Carlos Affonso Souza, diretor do ITS (Instituto de Tecnologia e Sociedade) e professor de direito da Uerj, vê com preocupação a possibilidade de advogados de autoridades passarem a usar como estratégia misturar postagens ofensivas a essas figuras nas redes sociais a conteúdo jornalístico para pleitear remoções.
Ele diz ser preciso que os juízes analisem o conteúdo dos links, não apenas as postagens, para poder diferenciar o que é material jornalístico, algo que parece não ter sido feito na decisão sobre Lira.

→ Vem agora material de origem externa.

//! Checked calls: bind arguments to a [`Signature`], check and coerce each
//! one, run the callee, then check what it returns.
//!
//! ```
//! use checktype::checked::{checked, Args, Signature};
//! use checktype::{Heap, Kind, Node, Schema};
//!
//! let mut schema = Schema::new();
//! let int = schema.primitive(Kind::Int);
//! let double = checked(&schema, Signature::new().param("x", int).returns(int), |heap, args| {
//!     let Some(Node::Int(x)) = args.get("x").map(|x| heap.get(x).clone()) else { anyhow::bail!("no x") };
//!     Ok(heap.int(x * 2))
//! });
//!
//! let mut heap = Heap::new();
//! let four = heap.int(4);
//! let out = double.call(&mut heap, Args::new().arg(four)).unwrap();
//! assert_eq!(heap.get(out), &Node::Int(8));
//! ```
use indexmap::IndexMap;
use thiserror::Error;
use tracing::warn;

use crate::engine::check;
use crate::error::{Error, TypeMismatch};
use crate::schema::{Schema, TypeId};
use crate::value::{Heap, ValueId};

// ------------------------------- Signature -------------------------------- //

#[derive(Clone, Debug, PartialEq, Eq)]
pub struct Param {
    pub name: String,
    /// `None` leaves the argument unchecked.
    pub ty: Option<TypeId>,
}

impl Param {
    pub fn new(name: impl Into<String>, ty: Option<TypeId>) -> Self {
        Self { name: name.into(), ty }
    }
}

/// Parameters in declaration order plus the optional variadic slots.
///
/// The variadic-positional slot collects surplus positional arguments and the
/// variadic-keyword slot collects unknown keyword arguments. A slot's
/// description applies to each collected argument.
#[derive(Clone, Debug, Default)]
pub struct Signature {
    pub params: Vec<Param>,
    pub var_positional: Option<Param>,
    pub var_keyword: Option<Param>,
    pub returns: Option<TypeId>,
}

impl Signature {
    pub fn new() -> Self { Self::default() }

    pub fn param(mut self, name: impl Into<String>, ty: TypeId) -> Self {
        self.params.push(Param::new(name, Some(ty)));
        self
    }

    pub fn untyped(mut self, name: impl Into<String>) -> Self {
        self.params.push(Param::new(name, None));
        self
    }

    pub fn var_positional(mut self, name: impl Into<String>, ty: Option<TypeId>) -> Self {
        self.var_positional = Some(Param::new(name, ty));
        self
    }

    pub fn var_keyword(mut self, name: impl Into<String>, ty: Option<TypeId>) -> Self {
        self.var_keyword = Some(Param::new(name, ty));
        self
    }

    pub fn returns(mut self, ty: TypeId) -> Self {
        self.returns = Some(ty);
        self
    }

    /// True if anything in the signature carries a description.
    pub fn is_described(&self) -> bool {
        self.returns.is_some()
            || self.params.iter()
                .chain(&self.var_positional)
                .chain(&self.var_keyword)
                .any(|p| p.ty.is_some())
    }

    fn declares(&self, name: &str) -> bool {
        self.params.iter().any(|p| p.name == name)
    }
}

// ------------------------------- Arguments -------------------------------- //

#[derive(Clone, Debug, Default)]
pub struct Args {
    pub positional: Vec<ValueId>,
    pub keyword: IndexMap<String, ValueId>,
}

impl Args {
    pub fn new() -> Self { Self::default() }

    pub fn arg(mut self, value: ValueId) -> Self {
        self.positional.push(value);
        self
    }

    pub fn kwarg(mut self, name: impl Into<String>, value: ValueId) -> Self {
        self.keyword.insert(name.into(), value);
        self
    }
}

/// Arguments as the callee sees them, after binding and coercion.
#[derive(Clone, Debug, Default)]
pub struct Bound {
    /// Declared parameters, in declaration order.
    pub params: IndexMap<String, ValueId>,
    pub var_positional: Vec<ValueId>,
    pub var_keyword: IndexMap<String, ValueId>,
}

impl Bound {
    pub fn get(&self, name: &str) -> Option<ValueId> { self.params.get(name).copied() }
}

// ------------------------------- Errors ----------------------------------- //

#[derive(Debug, Error)]
pub enum CallError {
    #[error("cannot bind arguments: {0}")]
    Binding(String),
    #[error("argument '{param}': {mismatch}")]
    Argument { param: String, mismatch: TypeMismatch },
    #[error("return value: {0}")]
    Return(TypeMismatch),
    #[error(transparent)]
    Callee(anyhow::Error),
    #[error(transparent)]
    Check(Error),
}

impl CallError {
    pub fn mismatch(&self) -> Option<&TypeMismatch> {
        match self {
            CallError::Argument { mismatch, .. } | CallError::Return(mismatch) => Some(mismatch),
            _ => None,
        }
    }
}

fn lift(err: Error, site: impl FnOnce(TypeMismatch) -> CallError) -> CallError {
    match err {
        Error::Mismatch(m) => site(m),
        other => CallError::Check(other),
    }
}

// ------------------------------- Adapter ---------------------------------- //

pub struct Checked<'s, F> {
    schema: &'s Schema,
    signature: Signature,
    f: F,
}

/// Wrap `f` so that every call goes through `signature`'s descriptions.
pub fn checked<F>(schema: &Schema, signature: Signature, f: F) -> Checked<'_, F>
where
    F: Fn(&mut Heap, &Bound) -> anyhow::Result<ValueId>,
{
    if !signature.is_described() {
        warn!(params = signature.params.len(), "signature has no descriptions; calls pass through unchecked");
    }
    Checked { schema, signature, f }
}

impl<F> Checked<'_, F>
where
    F: Fn(&mut Heap, &Bound) -> anyhow::Result<ValueId>,
{
    pub fn signature(&self) -> &Signature { &self.signature }

    pub fn call(&self, heap: &mut Heap, args: Args) -> Result<ValueId, CallError> {
        let mut bound = self.bind(args)?;
        self.check_args(heap, &mut bound)?;
        let out = (self.f)(heap, &bound).map_err(CallError::Callee)?;
        match self.signature.returns {
            Some(ty) => check(heap, out, self.schema, ty).map_err(|e| lift(e, CallError::Return)),
            None => Ok(out),
        }
    }

    fn bind(&self, args: Args) -> Result<Bound, CallError> {
        let sig = &self.signature;
        let mut positional = args.positional;
        let surplus = positional.split_off(positional.len().min(sig.params.len()));

        let mut given: IndexMap<String, ValueId> = sig.params.iter()
            .zip(positional)
            .map(|(p, v)| (p.name.clone(), v))
            .collect();

        if sig.var_positional.is_none() && !surplus.is_empty() {
            return Err(CallError::Binding(format!(
                "takes {} positional arguments but {} were given",
                sig.params.len(),
                sig.params.len() + surplus.len(),
            )));
        }

        let mut extra = IndexMap::new();
        for (name, v) in args.keyword {
            if sig.declares(&name) {
                if given.contains_key(&name) {
                    return Err(CallError::Binding(format!("got multiple values for argument '{name}'")));
                }
                given.insert(name, v);
            } else if sig.var_keyword.is_some() {
                extra.insert(name, v);
            } else {
                return Err(CallError::Binding(format!("got an unexpected keyword argument '{name}'")));
            }
        }

        let mut params = IndexMap::with_capacity(sig.params.len());
        for p in &sig.params {
            let Some(v) = given.get(&p.name) else {
                return Err(CallError::Binding(format!("missing required argument '{}'", p.name)));
            };
            params.insert(p.name.clone(), *v);
        }
        Ok(Bound { params, var_positional: surplus, var_keyword: extra })
    }

    fn check_args(&self, heap: &mut Heap, bound: &mut Bound) -> Result<(), CallError> {
        for p in &self.signature.params {
            let (Some(ty), Some(v)) = (p.ty, bound.get(&p.name)) else { continue };
            let out = self.check_param(heap, &p.name, v, ty)?;
            bound.params.insert(p.name.clone(), out);
        }
        if let Some(Param { name, ty: Some(ty) }) = &self.signature.var_positional {
            for (i, v) in bound.var_positional.iter_mut().enumerate() {
                *v = self.check_param(heap, &format!("{name}[{i}]"), *v, *ty)?;
            }
        }
        if let Some(Param { ty: Some(ty), .. }) = &self.signature.var_keyword {
            for (key, v) in bound.var_keyword.iter_mut() {
                *v = self.check_param(heap, key, *v, *ty)?;
            }
        }
        Ok(())
    }

    fn check_param(&self, heap: &mut Heap, name: &str, value: ValueId, ty: TypeId) -> Result<ValueId, CallError> {
        check(heap, value, self.schema, ty)
            .map_err(|e| lift(e, |mismatch| CallError::Argument { param: name.to_string(), mismatch }))
    }
}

Souza também destaca como problemático que Moraes, além de ter determinado a remoção de links específicos, faça uma imposição de que as plataformas devam remover novos conteúdos.
Moraes determina, ao X e ao YouTube, a remoção no prazo máximo de duas horas “de qualquer postagem com conteúdo veiculando matéria idêntica à dos URLs acima mencionados” —pedido que não aparece na decisão como sendo um pleito de Lira.
“À luz da legislação é preciso indicar o local inequívoco do material e não simplesmente mandar os provedores caçarem com o conteúdo recrutada”, diz Souza, citando o Marco Civil da Internet. “Nesse caso específico, nem se sabe que conteúdo idêntico é esse, podendo gerar o efeito de cala a boca com relação a determinado assunto”, diz.